CBS 2’s Dana Kozlov has more on Friday’s impeachment hearing.
The former ambassador was calm and measured throughout Friday’s impeachment hearings. Marie Yovanovitch spent about four hours answering questions about her abrupt removal last May by President Donald Trump.
“I was shocked. Appalled. Devastated that the President of the United States would talk about any ambassador like that,” Yovanovitch said.
House Democrats contend Yovanovitch was targeted by President Trump’s personal attorney Rudy Guiliani months before her ouster, in part, because of her anti-corruption stance.
The hearings are focused on whether President Trump withheld military aid to Ukraine in exchange for an investigation into Democratic opponent Joe Biden’s son, and his connection to a Ukrainian company.
Democrats contend that’s why Trump wanted Yovanovitch out. Republicans downplayed it.
“The president has a right to have their own foreign policy and to make their own decisions,” said Republican Rep. Brad Wenstrup.
“What I do wonder is why it was necessary to smear my reputation,” responded Yovanovitch.
Maligning that seem to continue on Friday by a presidential tweet: “Everywhere Marie Yovanovitch went turned bad. She started off in Somalia, how did that go? Then fast forward to Ukraine, where the new Ukrainian president spoke unfavorably about her in my second phone call with him. It is a U.S. president’s absolute right to appoint ambassadors.”

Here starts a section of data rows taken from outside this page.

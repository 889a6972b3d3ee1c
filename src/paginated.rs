// Copyright 2021 Datafuse Labs
//
// Licensed under the Apache License, Version 2.0 (the "License");
// you may not use this file except in compliance with the License.
// You may obtain a copy of the License at
//
//     http://www.apache.org/licenses/LICENSE-2.0
//
// Unless required by applicable law or agreed to in writing, software
// distributed under the License is distributed on an "AS IS" BASIS,
// WITHOUT WARRANTIES OR CONDITIONS OF ANY KIND, either express or implied.
// See the License for the specific language governing permissions and
// limitations under the License.

//! Page-by-page iteration over a range-scoped query.
//!
//! A [`Pager`] binds a [`PagerConfig`] to a [`PageQuery`]. Each fetched page
//! is a [`PaginatedResult`] that knows how to fetch the page after it, and
//! exposes the [`Cursor`] to persist for resuming later.

use std::fmt;
use std::sync::Arc;

use futures_util::StreamExt;

use crate::config::PagerConfig;
use crate::cursor::Cursor;
use crate::item::PaginatableItem;
use crate::page::get_page;
use crate::query::PageQuery;
use crate::PageStream;

/// Fetches pages of items from a query with a fixed configuration.
///
/// Cloning a pager is cheap: the configuration and the query are shared.
///
/// # Examples
///
/// ```rust
/// use range_pager::BlockRange;
/// use range_pager::Direction;
/// use range_pager::Pager;
/// use range_pager::PagerConfig;
/// use range_pager::SizingOptions;
///
/// #[tokio::main]
/// async fn main() -> anyhow::Result<()> {
///     // One item in every tenth position.
///     let query = |range: BlockRange| async move {
///         let items = (range.low..=range.high)
///             .filter(|p| p % 10 == 0)
///             .map(|p| (p, 0u64))
///             .collect::<Vec<_>>();
///         Ok::<_, std::io::Error>(items)
///     };
///
///     let config = PagerConfig::new(Direction::Forward, 0, 99, 4, &SizingOptions::default())?;
///     let pager = Pager::new(config, query);
///
///     let mut page = pager.first_page::<(u64, u64)>().await?;
///     let mut all = page.items().to_vec();
///
///     while let Some(next) = page.next_page().await? {
///         all.extend_from_slice(next.items());
///         page = next;
///     }
///
///     assert_eq!(all.len(), 10);
///     Ok(())
/// }
/// ```
pub struct Pager<Q> {
    config: Arc<PagerConfig>,
    query: Arc<Q>,
}

impl<Q> Clone for Pager<Q> {
    fn clone(&self) -> Self {
        Self {
            config: self.config.clone(),
            query: self.query.clone(),
        }
    }
}

impl<Q> fmt::Debug for Pager<Q> {
    fn fmt(&self, f: &mut fmt::Formatter<'_>) -> fmt::Result {
        f.debug_struct("Pager")
            .field("config", &self.config)
            .finish_non_exhaustive()
    }
}

impl<Q> Pager<Q> {
    pub fn new(config: PagerConfig, query: Q) -> Self {
        Self {
            config: Arc::new(config),
            query: Arc::new(query),
        }
    }

    pub fn config(&self) -> &PagerConfig {
        &self.config
    }

    /// Fetch the first page, starting at the configured start position.
    pub async fn first_page<T>(&self) -> Result<PaginatedResult<T, Q>, Q::Error>
    where
        T: PaginatableItem + Send,
        Q: PageQuery<T>,
    {
        self.page(None).await
    }

    /// Fetch the page that `cursor` points to, e.g. a cursor restored from storage.
    ///
    /// `None` fetches the first page.
    pub async fn page<T>(&self, cursor: Option<&Cursor>) -> Result<PaginatedResult<T, Q>, Q::Error>
    where
        T: PaginatableItem + Send,
        Q: PageQuery<T>,
    {
        let page = get_page(&self.config, self.query.as_ref(), cursor).await?;

        Ok(PaginatedResult {
            items: page.items,
            cursor: page.next_cursor,
            pager: self.clone(),
        })
    }

    /// Return a stream of pages, starting at `cursor`, or at the first page if it is `None`.
    ///
    /// The stream yields at least one page. It ends after the page whose next
    /// cursor is terminal, or right after yielding an error.
    pub fn pages<T>(&self, cursor: Option<Cursor>) -> PageStream<T, Q::Error>
    where
        T: PaginatableItem + Send + 'static,
        Q: PageQuery<T> + 'static,
    {
        let init = Some((self.clone(), cursor));

        futures::stream::unfold(init, |state| async move {
            let (pager, cursor) = state?;

            match get_page::<T, Q>(&pager.config, pager.query.as_ref(), cursor.as_ref()).await {
                Ok(page) => {
                    let next = if page.has_more() {
                        Some((pager, Some(page.next_cursor)))
                    } else {
                        None
                    };
                    Some((Ok(page), next))
                }
                Err(e) => Some((Err(e), None)),
            }
        })
        .boxed()
    }
}

/// A single page of results and the means to fetch the page after it.
///
/// No page is cached: every [`next_page`](Self::next_page) issues fresh queries.
pub struct PaginatedResult<T, Q> {
    items: Vec<T>,

    /// The cursor of the *next* page.
    cursor: Cursor,

    pager: Pager<Q>,
}

impl<T, Q> fmt::Debug for PaginatedResult<T, Q>
where T: fmt::Debug
{
    fn fmt(&self, f: &mut fmt::Formatter<'_>) -> fmt::Result {
        f.debug_struct("PaginatedResult")
            .field("items", &self.items)
            .field("cursor", &self.cursor)
            .finish_non_exhaustive()
    }
}

impl<T, Q> PaginatedResult<T, Q> {
    pub fn items(&self) -> &[T] {
        &self.items
    }

    /// The cursor to persist to resume paging after this page.
    pub fn cursor(&self) -> &Cursor {
        &self.cursor
    }

    pub fn has_next_page(&self) -> bool {
        self.cursor.has_more
    }

    pub fn into_items(self) -> Vec<T> {
        self.items
    }

    pub fn into_parts(self) -> (Vec<T>, Cursor) {
        (self.items, self.cursor)
    }

    /// Fetch the page after this one.
    ///
    /// Returns `Ok(None)` without querying if this is the last page.
    pub async fn next_page(&self) -> Result<Option<PaginatedResult<T, Q>>, Q::Error>
    where
        T: PaginatableItem + Send,
        Q: PageQuery<T>,
    {
        if !self.has_next_page() {
            return Ok(None);
        }

        let next = self.pager.page(Some(&self.cursor)).await?;
        Ok(Some(next))
    }
}

#[cfg(test)]
mod tests {
    use std::io;
    use std::sync::atomic::AtomicUsize;
    use std::sync::atomic::Ordering;

    use futures_util::TryStreamExt;
    use pretty_assertions::assert_eq;

    use super::*;
    use crate::config::SizingOptions;
    use crate::page::Page;
    use crate::range::BlockRange;
    use crate::range::Direction;
    use crate::range::Position;

    #[derive(Debug, Clone, PartialEq, Eq)]
    struct Transfer {
        block: u64,
        log_index: u64,
    }

    impl PaginatableItem for Transfer {
        fn position(&self) -> Position {
            self.block
        }

        fn index_within_position(&self) -> u64 {
            self.log_index
        }
    }

    /// Every block `b` divisible by 5 holds `b % 3 + 1` transfers.
    fn transfers_in(range: BlockRange) -> Vec<Transfer> {
        (range.low..=range.high)
            .filter(|b| b % 5 == 0)
            .flat_map(|block| (0..block % 3 + 1).map(move |log_index| Transfer { block, log_index }))
            .collect()
    }

    fn all_transfers(high: u64) -> Vec<Transfer> {
        transfers_in(BlockRange::new(0, high))
    }

    fn query(
        calls: Arc<AtomicUsize>,
    ) -> impl Fn(BlockRange) -> futures::future::Ready<Result<Vec<Transfer>, io::Error>> {
        move |range: BlockRange| {
            calls.fetch_add(1, Ordering::Relaxed);
            futures::future::ready(Ok(transfers_in(range)))
        }
    }

    fn pager_config(per_page: usize) -> PagerConfig {
        PagerConfig::new(Direction::Forward, 0, 60, per_page, &SizingOptions::default()).unwrap()
    }

    #[tokio::test]
    async fn test_next_page_chain() -> anyhow::Result<()> {
        let calls = Arc::new(AtomicUsize::new(0));
        let pager = Pager::new(pager_config(4), query(calls.clone()));

        let mut page = pager.first_page::<Transfer>().await?;
        let mut got = page.items().to_vec();

        while let Some(next) = page.next_page().await? {
            assert!(next.items().len() <= 4);
            got.extend_from_slice(next.items());
            page = next;
        }

        assert!(!page.has_next_page());
        assert!(page.cursor().is_terminal());
        assert_eq!(got, all_transfers(60));

        // The last page never queries again.
        let before = calls.load(Ordering::Relaxed);
        assert!(page.next_page().await?.is_none());
        assert_eq!(calls.load(Ordering::Relaxed), before);
        Ok(())
    }

    #[tokio::test]
    async fn test_next_page_is_not_cached() -> anyhow::Result<()> {
        let calls = Arc::new(AtomicUsize::new(0));
        let pager = Pager::new(pager_config(2), query(calls.clone()));

        let page = pager.first_page::<Transfer>().await?;
        assert!(page.has_next_page());

        let a = page.next_page().await?.map(|p| p.into_items());
        let after_first = calls.load(Ordering::Relaxed);
        let b = page.next_page().await?.map(|p| p.into_items());

        assert_eq!(a, b);
        assert!(calls.load(Ordering::Relaxed) > after_first);
        Ok(())
    }

    #[tokio::test]
    async fn test_resume_from_persisted_cursor() -> anyhow::Result<()> {
        let calls = Arc::new(AtomicUsize::new(0));
        let per_page = 3;

        let first = Pager::new(pager_config(per_page), query(calls.clone()))
            .first_page::<Transfer>()
            .await?;
        let (first_items, cursor) = first.into_parts();

        // Store the cursor as a process would before exiting.
        let dir = tempfile::tempdir()?;
        let path = dir.path().join("cursor.json");
        std::fs::write(&path, serde_json::to_vec(&cursor)?)?;

        // A new pager, as in a restarted process.
        let restored: Cursor = serde_json::from_slice(&std::fs::read(&path)?)?;
        assert_eq!(restored, cursor);

        let pager = Pager::new(pager_config(per_page), query(calls.clone()));
        let second = pager.page::<Transfer>(Some(&restored)).await?;

        let mut got = first_items;
        got.extend(second.into_items());

        assert_eq!(got, all_transfers(60)[..2 * per_page].to_vec());
        Ok(())
    }

    #[tokio::test]
    async fn test_pages_stream() -> anyhow::Result<()> {
        let calls = Arc::new(AtomicUsize::new(0));
        let pager = Pager::new(pager_config(5), query(calls));

        let pages: Vec<Page<Transfer>> = pager.pages::<Transfer>(None).try_collect().await?;

        assert!(pages.iter().all(|p| p.items.len() <= 5));
        assert!(!pages.last().map(|p| p.has_more()).unwrap_or(true));

        let got = pages.into_iter().flat_map(|p| p.items).collect::<Vec<_>>();
        assert_eq!(got, all_transfers(60));
        Ok(())
    }

    #[tokio::test]
    async fn test_pages_stream_ends_after_error() -> anyhow::Result<()> {
        let calls = Arc::new(AtomicUsize::new(0));

        let counter = calls.clone();
        let failing = move |range: BlockRange| {
            let n = counter.fetch_add(1, Ordering::Relaxed);
            let res = if n == 0 {
                Ok(transfers_in(range))
            } else {
                Err(io::Error::new(io::ErrorKind::Other, "node unavailable"))
            };
            futures::future::ready(res)
        };

        let config = PagerConfig::new(
            Direction::Forward,
            0,
            60,
            1,
            &SizingOptions::default().with_initial_width(100),
        )?;
        let pager = Pager::new(config, failing);

        let results = pager.pages::<Transfer>(None).collect::<Vec<_>>().await;

        assert_eq!(results.len(), 2);
        assert!(results[0].is_ok());
        let err = results[1].as_ref().unwrap_err();
        assert_eq!(err.to_string(), "node unavailable");
        Ok(())
    }

    #[tokio::test]
    async fn test_pages_stream_from_terminal_cursor() -> anyhow::Result<()> {
        let calls = Arc::new(AtomicUsize::new(0));
        let pager = Pager::new(pager_config(5), query(calls.clone()));

        let pages: Vec<Page<Transfer>> = pager
            .pages::<Transfer>(Some(Cursor::terminal()))
            .try_collect()
            .await?;

        assert_eq!(pages, vec![Page {
            items: vec![],
            next_cursor: Cursor::terminal(),
        }]);
        assert_eq!(calls.load(Ordering::Relaxed), 0);
        Ok(())
    }
}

Everywhere Marie Yovanovitch went turned bad. She started off in Somalia, how did that go? Then fast forward to Ukraine, where the new Ukrainian President spoke unfavorably about her in my second phone call with him. It is a U.S. President’s absolute right to appoint ambassadors.
Republicans were undeterred.
“I would just say to the American people that today’s show trial has come to an end,” said Rep. Devin Nunes (R.)
President Trump defended his tweet by saying he has a right to free speech.